The current recommendation for blood pressure management after acute spinal injury from the American Association of Neurologic Surgeons is as follows: (1) hypotension should be avoided if possible, and if hypotension occurs, it should be corrected as soon as possible; (2) MAP goal of 85–90 mm Hg for the first 7 days following acute spinal cord injury—a MAP at this level is thought to improve spinal cord perfusion following injury. These recommendations are listed as options in the guideline as the data supporting these recommendations are limited.22
Cardiogenic shock is the result of cardiac dysfunction and is usually associated with AMI. It is defined as hypotension not reversible with fluid therapy or hypoperfusion resulting in organ dysfunction, despite adequate left ventricular filling pressure. Cardiogenic shock is generally divided into two forms: left-sided failure, mainly due to AMI, and right-sided failure, which can have several causes. The right ventricle is thin walled, compared with the left ventricle, and can handle volume overload easier than the left side that handles much higher pressures. Similarly, right ventricular function is volume dependent, whereas left ventricular function is pressure dependent.

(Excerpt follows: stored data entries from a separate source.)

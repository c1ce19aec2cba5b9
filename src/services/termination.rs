//! Backup termination mechanisms
//!
//! The encoder's own `-t` limit is the primary cutoff. Two independent backups
//! sit on top of it:
//!
//! - a one-shot [`BackupTimers`] entry per run, firing a grace period after the
//!   expected end and cancelled by every legitimate stop
//! - a periodic [`TerminationSweeper`] that scans all `live` streams and
//!   force-stops anything overdue, including streams left behind by a crashed
//!   or restarted service
//!
//! Both go through the supervisor's idempotent stop, so overlapping triggers
//! collapse into a single state change.

use chrono::Duration as ChronoDuration;
use std::collections::HashMap;
use std::future::Future;
use std::sync::Arc;
use std::time::Duration;
use tokio::time::{MissedTickBehavior, interval, sleep};
use tokio_util::sync::CancellationToken;
use tracing::{debug, error, info, trace, warn};
use uuid::Uuid;

use crate::config::TerminationConfig;
use crate::models::{StopReason, StreamStatus};
use crate::repositories::StreamRepository;
use crate::services::process_supervisor::ProcessSupervisor;
use crate::utils::SharedClock;
use crate::utils::time::to_chrono;

/// One-shot force-stop timers keyed by stream id
#[derive(Debug, Default)]
pub struct BackupTimers {
    timers: HashMap<Uuid, CancellationToken>,
}

impl BackupTimers {
    pub fn new() -> Self {
        Self::default()
    }

    /// Run `on_fire` after `delay` unless cancelled first. Re-arming a stream
    /// cancels its previous timer.
    pub fn arm<F>(&mut self, stream_id: Uuid, delay: Duration, on_fire: F)
    where
        F: Future<Output = ()> + Send + 'static,
    {
        self.cancel(&stream_id);

        let token = CancellationToken::new();
        let cancelled = token.clone();
        tokio::spawn(async move {
            tokio::select! {
                _ = sleep(delay) => on_fire.await,
                _ = cancelled.cancelled() => {
                    trace!("Backup timer for stream {} cancelled", stream_id);
                }
            }
        });

        debug!("Armed backup timer for stream {} in {:?}", stream_id, delay);
        self.timers.insert(stream_id, token);
    }

    /// Cancel a pending timer; returns whether one was armed
    pub fn cancel(&mut self, stream_id: &Uuid) -> bool {
        match self.timers.remove(stream_id) {
            Some(token) => {
                token.cancel();
                true
            }
            None => false,
        }
    }

    pub fn cancel_all(&mut self) {
        for (_, token) in self.timers.drain() {
            token.cancel();
        }
    }

    pub fn is_armed(&self, stream_id: &Uuid) -> bool {
        self.timers.contains_key(stream_id)
    }

    pub fn len(&self) -> usize {
        self.timers.len()
    }

    pub fn is_empty(&self) -> bool {
        self.timers.is_empty()
    }
}

/// Periodic scan for live streams that outlived their duration
pub struct TerminationSweeper {
    streams: Arc<dyn StreamRepository>,
    supervisor: ProcessSupervisor,
    clock: SharedClock,
    interval: Duration,
    overdue_grace: ChronoDuration,
}

impl TerminationSweeper {
    pub fn new(
        streams: Arc<dyn StreamRepository>,
        supervisor: ProcessSupervisor,
        clock: SharedClock,
        config: &TerminationConfig,
    ) -> Self {
        Self {
            streams,
            supervisor,
            clock,
            interval: config.sweep_interval,
            overdue_grace: to_chrono(config.sweep_overdue_grace),
        }
    }

    /// Run the sweep loop until cancelled
    pub async fn run(&self, cancellation_token: CancellationToken) {
        info!(
            "Starting termination sweep every {:?} (overdue grace {}s)",
            self.interval,
            self.overdue_grace.num_seconds()
        );

        let mut ticker = interval(self.interval);
        ticker.set_missed_tick_behavior(MissedTickBehavior::Delay);

        loop {
            tokio::select! {
                _ = ticker.tick() => {
                    let stopped = self.sweep_once().await;
                    if !stopped.is_empty() {
                        warn!("Termination sweep force-stopped {} stream(s)", stopped.len());
                    }
                }
                _ = cancellation_token.cancelled() => {
                    info!("Termination sweep received cancellation signal, shutting down");
                    break;
                }
            }
        }
    }

    /// Force-stop every live stream past its expected end by more than the
    /// grace period. Returns the ids that were stopped.
    pub async fn sweep_once(&self) -> Vec<Uuid> {
        let now = self.clock.now();
        let live = match self.streams.find_by_status(StreamStatus::Live).await {
            Ok(streams) => streams,
            Err(e) => {
                error!("Termination sweep could not list live streams: {}", e);
                return Vec::new();
            }
        };

        trace!("Termination sweep checking {} live stream(s)", live.len());
        let mut stopped = Vec::new();

        for stream in live {
            // Prefer the in-memory entry; fall back to persisted fields for
            // streams this process is not supervising
            let expected_end = match self.supervisor.expected_end(stream.id).await {
                Some(end) => end,
                None => match stream.expected_end() {
                    Some(end) => end,
                    None => {
                        warn!(
                            "Live stream {} ('{}') has no computable end, cannot check expiry",
                            stream.id, stream.title
                        );
                        continue;
                    }
                },
            };

            let overdue = now - expected_end;
            if overdue <= self.overdue_grace {
                continue;
            }

            warn!(
                "Stream {} ('{}') is {}s past its expected end {}, force-stopping",
                stream.id,
                stream.title,
                overdue.num_seconds(),
                expected_end
            );

            match self
                .supervisor
                .stop_with_reason(stream.id, StopReason::OverdueSweep)
                .await
            {
                Ok(true) => {
                    let note = format!(
                        "force-stopped {}s after expected end",
                        overdue.num_seconds()
                    );
                    if let Err(e) = self.streams.record_error(stream.id, note).await {
                        warn!("Failed to record sweep warning for stream {}: {}", stream.id, e);
                    }
                    stopped.push(stream.id);
                }
                Ok(false) => debug!("Stream {} was stopped concurrently", stream.id),
                Err(e) => error!("Failed to force-stop stream {}: {}", stream.id, e),
            }
        }

        stopped
    }
}

#[cfg(test)]
mod tests {
    use super::*;
    use std::sync::atomic::{AtomicUsize, Ordering};

    #[tokio::test(start_paused = true)]
    async fn test_timer_fires_after_delay() {
        let fired = Arc::new(AtomicUsize::new(0));
        let mut timers = BackupTimers::new();
        let id = Uuid::new_v4();

        let counter = fired.clone();
        timers.arm(id, Duration::from_secs(30), async move {
            counter.fetch_add(1, Ordering::SeqCst);
        });

        sleep(Duration::from_secs(29)).await;
        assert_eq!(fired.load(Ordering::SeqCst), 0);

        sleep(Duration::from_secs(2)).await;
        assert_eq!(fired.load(Ordering::SeqCst), 1);
    }

    #[tokio::test(start_paused = true)]
    async fn test_cancelled_timer_never_fires() {
        let fired = Arc::new(AtomicUsize::new(0));
        let mut timers = BackupTimers::new();
        let id = Uuid::new_v4();

        let counter = fired.clone();
        timers.arm(id, Duration::from_secs(30), async move {
            counter.fetch_add(1, Ordering::SeqCst);
        });
        assert!(timers.cancel(&id));
        assert!(!timers.cancel(&id));

        sleep(Duration::from_secs(60)).await;
        assert_eq!(fired.load(Ordering::SeqCst), 0);
        assert!(timers.is_empty());
    }

    #[tokio::test(start_paused = true)]
    async fn test_rearm_replaces_previous_timer() {
        let fired = Arc::new(AtomicUsize::new(0));
        let mut timers = BackupTimers::new();
        let id = Uuid::new_v4();

        for _ in 0..2 {
            let counter = fired.clone();
            timers.arm(id, Duration::from_secs(10), async move {
                counter.fetch_add(1, Ordering::SeqCst);
            });
        }

        assert_eq!(timers.len(), 1);
        sleep(Duration::from_secs(20)).await;
        assert_eq!(fired.load(Ordering::SeqCst), 1);
    }
}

The treatment for cardiogenic shock is based on the side primarily involved. In the clinical setting, it is reasonable to start with the electrocardiogram (EKG) in these patients. An EKG that demonstrates a left-sided AMI indicates a left ventricular cause for cardiogenic shock. This can be followed by a bedside echocardiogram. Right ventricular dilatation indicates a right-sided cause. Echocardiography can also be used to exclude a diagnosis of cardiac tamponade in these patients.

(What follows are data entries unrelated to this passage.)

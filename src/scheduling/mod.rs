//! Recurring broadcast scheduling
//!
//! [`window`] holds the pure trigger and next-run computations; [`engine`]
//! drives them from a periodic tick against the repositories.

pub mod engine;
pub mod window;

pub use engine::{
    Decision, EngineSettings, Outcome, RecurringScheduleEngine, SchedulePolicy, SkipReason,
    TickSummary, decide, stream_is_due,
};
pub use window::{TriggerWindow, already_ran, next_occurrence, occurrence_in_window, once_in_window};
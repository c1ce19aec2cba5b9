//! Persistence collaborator interfaces consumed by the supervisor and the engine

use async_trait::async_trait;
use chrono::{DateTime, Utc};
use uuid::Uuid;

use crate::errors::RepositoryResult;
use crate::models::{ScheduleDefinition, StopReason, Stream, StreamStatus};

/// Stream persistence
#[async_trait]
pub trait StreamRepository: Send + Sync {
    /// Insert or replace a stream; scheduled streams are validated first
    async fn save(&self, stream: Stream) -> RepositoryResult<Stream>;

    async fn find_by_id(&self, id: Uuid) -> RepositoryResult<Option<Stream>>;

    async fn find_by_status(&self, status: StreamStatus) -> RepositoryResult<Vec<Stream>>;

    /// Enter `live` for a fresh run: records the start time, clears the previous
    /// end and stop reason, resets the retry count
    async fn mark_live(&self, id: Uuid, start_time: DateTime<Utc>) -> RepositoryResult<()>;

    /// Leave `live` (or any other transition driven by the supervisor)
    async fn update_status(
        &self,
        id: Uuid,
        status: StreamStatus,
        end_time: Option<DateTime<Utc>>,
        reason: Option<StopReason>,
    ) -> RepositoryResult<()>;

    async fn record_retry(
        &self,
        id: Uuid,
        retry_count: u32,
        last_error: Option<String>,
    ) -> RepositoryResult<()>;

    async fn record_error(&self, id: Uuid, error: String) -> RepositoryResult<()>;
}

/// Schedule definition persistence
#[async_trait]
pub trait ScheduleRepository: Send + Sync {
    /// Insert or replace a definition; invalid definitions are rejected
    async fn save(&self, definition: ScheduleDefinition) -> RepositoryResult<ScheduleDefinition>;

    async fn find_by_id(&self, id: Uuid) -> RepositoryResult<Option<ScheduleDefinition>>;

    async fn find_enabled(&self) -> RepositoryResult<Vec<ScheduleDefinition>>;

    /// Record a firing. `last_run_at` never moves backwards.
    async fn update_run(
        &self,
        id: Uuid,
        last_run_at: DateTime<Utc>,
        next_run_at: DateTime<Utc>,
    ) -> RepositoryResult<()>;

    async fn set_next_run(&self, id: Uuid, next_run_at: DateTime<Utc>) -> RepositoryResult<()>;

    /// Toggle `enabled` without touching pattern, time, days or run timestamps
    async fn set_enabled(&self, id: Uuid, enabled: bool) -> RepositoryResult<()>;

    async fn record_error(&self, id: Uuid, error: Option<String>) -> RepositoryResult<()>;
}
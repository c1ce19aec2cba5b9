//! Shared fixtures for the integration tests: scripted encoder and broadcast
//! collaborators plus builders for the supervisor and engine.

#![allow(dead_code)]

use async_trait::async_trait;
use chrono::{DateTime, NaiveTime, TimeZone, Utc};
use chrono_tz::Tz;
use std::collections::VecDeque;
use std::io;
use std::sync::{Arc, Mutex};
use std::time::Duration;
use tokio::time::{Instant, sleep_until};
use uuid::Uuid;

use stream_scheduler::{
    errors::{BroadcastError, BroadcastResult},
    models::{
        BroadcastCreated, BroadcastRequest, BroadcastTemplate, ScheduleDefinition, SchedulePattern,
    },
    repositories::{InMemoryScheduleRepository, InMemoryStreamRepository},
    scheduling::{EngineSettings, RecurringScheduleEngine, SchedulePolicy, TriggerWindow},
    services::{
        BroadcastCreator, EncoderExit, EncoderInvocation, EncoderLauncher, EncoderProcess,
        ProcessSupervisor, SupervisorSettings,
    },
    utils::{RetryConfig, SharedClock},
};

pub fn utc(day: u32, hour: u32, minute: u32, second: u32) -> DateTime<Utc> {
    Utc.with_ymd_and_hms(2024, 1, day, hour, minute, second)
        .unwrap()
}

/// How a launched encoder behaves
#[derive(Debug, Clone, Copy)]
pub enum EncoderScript {
    /// Runs until terminated, ignoring its own duration limit
    RunForever,
    /// Exits on its own after the given time
    ExitAfter { after: Duration, success: bool },
}

struct ScriptedProcess {
    exit_at: Option<Instant>,
    success: bool,
}

#[async_trait]
impl EncoderProcess for ScriptedProcess {
    fn pid(&self) -> Option<u32> {
        Some(1000)
    }

    async fn wait(&mut self) -> io::Result<EncoderExit> {
        match self.exit_at {
            Some(at) => sleep_until(at).await,
            None => std::future::pending::<()>().await,
        }
        Ok(EncoderExit {
            code: Some(if self.success { 0 } else { 1 }),
            success: self.success,
            last_error: (!self.success).then(|| "Broken pipe".to_string()),
        })
    }

    async fn terminate(&mut self, _grace: Duration) -> io::Result<()> {
        Ok(())
    }
}

/// Launcher that plays back scripts in order, then runs forever
#[derive(Default)]
pub struct ScriptedLauncher {
    scripts: Mutex<VecDeque<EncoderScript>>,
    launches: Mutex<Vec<(Uuid, EncoderInvocation)>>,
}

impl ScriptedLauncher {
    pub fn new(scripts: impl IntoIterator<Item = EncoderScript>) -> Arc<Self> {
        Arc::new(Self {
            scripts: Mutex::new(scripts.into_iter().collect()),
            launches: Mutex::new(Vec::new()),
        })
    }

    pub fn launches(&self) -> Vec<(Uuid, EncoderInvocation)> {
        self.launches.lock().unwrap().clone()
    }
}

#[async_trait]
impl EncoderLauncher for ScriptedLauncher {
    async fn launch(
        &self,
        stream_id: Uuid,
        invocation: &EncoderInvocation,
    ) -> io::Result<Box<dyn EncoderProcess>> {
        self.launches
            .lock()
            .unwrap()
            .push((stream_id, invocation.clone()));
        let script = self
            .scripts
            .lock()
            .unwrap()
            .pop_front()
            .unwrap_or(EncoderScript::RunForever);

        let (exit_at, success) = match script {
            EncoderScript::RunForever => (None, true),
            EncoderScript::ExitAfter { after, success } => (Some(Instant::now() + after), success),
        };
        Ok(Box::new(ScriptedProcess { exit_at, success }))
    }
}

/// Broadcast creator answering from a queue of results, succeeding once it runs dry
#[derive(Default)]
pub struct ScriptedCreator {
    responses: Mutex<VecDeque<Result<(), BroadcastError>>>,
    requests: Mutex<Vec<BroadcastRequest>>,
}

impl ScriptedCreator {
    pub fn new(responses: impl IntoIterator<Item = Result<(), BroadcastError>>) -> Arc<Self> {
        Arc::new(Self {
            responses: Mutex::new(responses.into_iter().collect()),
            requests: Mutex::new(Vec::new()),
        })
    }

    pub fn calls(&self) -> usize {
        self.requests.lock().unwrap().len()
    }

    pub fn requests(&self) -> Vec<BroadcastRequest> {
        self.requests.lock().unwrap().clone()
    }
}

#[async_trait]
impl BroadcastCreator for ScriptedCreator {
    async fn create(&self, request: &BroadcastRequest) -> BroadcastResult<BroadcastCreated> {
        let call = {
            let mut requests = self.requests.lock().unwrap();
            requests.push(request.clone());
            requests.len()
        };

        match self.responses.lock().unwrap().pop_front() {
            Some(Err(e)) => Err(e),
            _ => Ok(BroadcastCreated {
                broadcast_id: format!("bc-{call}"),
                stream_key: format!("key-{call}"),
            }),
        }
    }
}

pub fn supervisor_settings() -> SupervisorSettings {
    SupervisorSettings {
        max_retries: 3,
        restart_backoff: RetryConfig {
            max_attempts: 4,
            initial_delay: Duration::from_secs(5),
            max_delay: Duration::from_secs(60),
            backoff_multiplier: 2.0,
            jitter: false,
        },
        terminate_timeout: Duration::from_secs(5),
        backup_grace: Duration::from_secs(30),
        ending_soon_threshold: Duration::from_secs(300),
    }
}

pub fn engine_settings() -> EngineSettings {
    EngineSettings {
        tick_interval: Duration::from_secs(120),
        policy: SchedulePolicy {
            window: TriggerWindow::new(chrono::Duration::minutes(2), chrono::Duration::minutes(5)),
            cooldown: chrono::Duration::minutes(10),
            catch_up_horizon: chrono::Duration::minutes(60),
        },
        creation_retry: RetryConfig {
            max_attempts: 3,
            initial_delay: Duration::from_secs(2),
            max_delay: Duration::from_secs(30),
            backoff_multiplier: 2.0,
            jitter: false,
        },
        output_base_url: "rtmp://ingest.example/live2".to_string(),
    }
}

pub fn template() -> BroadcastTemplate {
    BroadcastTemplate {
        title: "Morning show".to_string(),
        description: Some("Daily loop".to_string()),
        privacy_status: "unlisted".to_string(),
        input_source: "/videos/morning.mp4".to_string(),
        duration_minutes: 30,
        loop_input: true,
    }
}

pub fn daily_at(hour: u32, minute: u32) -> ScheduleDefinition {
    ScheduleDefinition::new(
        "morning",
        SchedulePattern::Daily,
        NaiveTime::from_hms_opt(hour, minute, 0).unwrap(),
        template(),
    )
    .unwrap()
}

/// Everything an engine scenario needs, wired against in-memory repositories
pub struct EngineHarness {
    pub engine: RecurringScheduleEngine,
    pub supervisor: ProcessSupervisor,
    pub schedules: Arc<InMemoryScheduleRepository>,
    pub streams: Arc<InMemoryStreamRepository>,
    pub creator: Arc<ScriptedCreator>,
    pub launcher: Arc<ScriptedLauncher>,
}

impl EngineHarness {
    pub fn new(creator: Arc<ScriptedCreator>, clock: SharedClock) -> Self {
        let schedules = Arc::new(InMemoryScheduleRepository::new());
        let streams = Arc::new(InMemoryStreamRepository::new());
        let launcher = ScriptedLauncher::new([]);
        let supervisor = ProcessSupervisor::new(
            streams.clone(),
            launcher.clone(),
            clock.clone(),
            supervisor_settings(),
        );
        let engine = RecurringScheduleEngine::new(
            schedules.clone(),
            streams.clone(),
            creator.clone(),
            supervisor.clone(),
            clock,
            Tz::UTC,
            engine_settings(),
        );

        Self {
            engine,
            supervisor,
            schedules,
            streams,
            creator,
            launcher,
        }
    }
}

Right ventricular failure can be caused by a wide array of clinical conditions including left-sided failure, pulmonary embolism, pulmonary HTN, sepsis, and lung disease. The treatment of cardiogenic shock from right heart failure is primarily directed at volume resuscitation to ensure adequate preload and at reversing the cause of the failure. Inotropic medication may be required as well. Right ventricular overfilling in the setting of heart failure can lead to a bulging intraventricular septum. This can diminish left ventricular function and decrease coronary perfusion resulting in myocardial ischemia or infarction.23
Cardiogenic shock from left-sided failure has been extensively studied, and most guidelines are directed at treating this form of cardiogenic shock. Since it is mainly due to AMI, treatment should be aimed at early revascularization and supportive care. According to the results of the SHOCK trial, which informed the American College of Cardiology/American Heart Association guidelines, emergency revascularization should be attempted immediately for patients younger than 75 years of age with cardiogenic shock from AMI.24
The American College of Cardiology/American Heart Association guidelines for the pharmacologic treatment of cardiogenic shock complicating AMI are as follows: (1) if SBP is 70–100 mm Hg without signs and symptoms of shock, dobutamine is the first-line agent; (2) if SBP is 70–100 mm Hg and the patient has signs and symptoms of shock, dopamine is the first-line treatment. If the response to these individual agents is inadequate, they can be used in combination or norepinephrine may be used with dobutamine. Vasopressin may also be used as a second-line agent.15 A recent prospective randomized controlled trial in ICU patients revealed that the combination of norepinephrine–dobutamine appeared to be a more reliable and safer strategy than epinephrine alone.25 Epinephrine was associated with a transient lactic acidosis, higher heart rate and arrhythmia, and inadequate gastric mucosa perfusion.